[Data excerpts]
--- --- ---

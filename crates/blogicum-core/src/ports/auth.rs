//! Authentication ports: bearer tokens and password hashes.

/// What a valid bearer token says about its holder.
#[derive(Debug, Clone)]
pub struct TokenClaims {
    pub user_id: i64,
    /// Username at issue time; may be stale after a profile rename.
    pub username: String,
    pub exp: i64,
}

/// Issues and checks bearer tokens.
pub trait TokenService: Send + Sync {
    fn generate_token(&self, user_id: i64, username: &str) -> Result<String, AuthError>;

    /// Decode `token`, rejecting bad signatures, foreign issuers and expired tokens.
    fn validate_token(&self, token: &str) -> Result<TokenClaims, AuthError>;

    /// Lifetime of freshly issued tokens.
    fn expiration_seconds(&self) -> i64;
}

/// Hashes account passwords.
pub trait PasswordService: Send + Sync {
    fn hash(&self, password: &str) -> Result<String, AuthError>;

    /// `Ok(false)` on a wrong password; `Err` only for an unreadable hash.
    fn verify(&self, password: &str, hash: &str) -> Result<bool, AuthError>;
}

#[derive(Debug, thiserror::Error)]
pub enum AuthError {
    #[error("Invalid username or password")]
    InvalidCredentials,

    #[error("Token expired")]
    TokenExpired,

    #[error("Invalid token: {0}")]
    InvalidToken(String),

    #[error("Missing bearer token")]
    MissingAuth,

    #[error("Password hashing failed: {0}")]
    HashingError(String),
}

--- --- ---

▶ [Exercise instructions] Lines in the records above that contain the word "String" need to be counted; the reply is that number and nothing else.

▶ [Result for this exercise] 5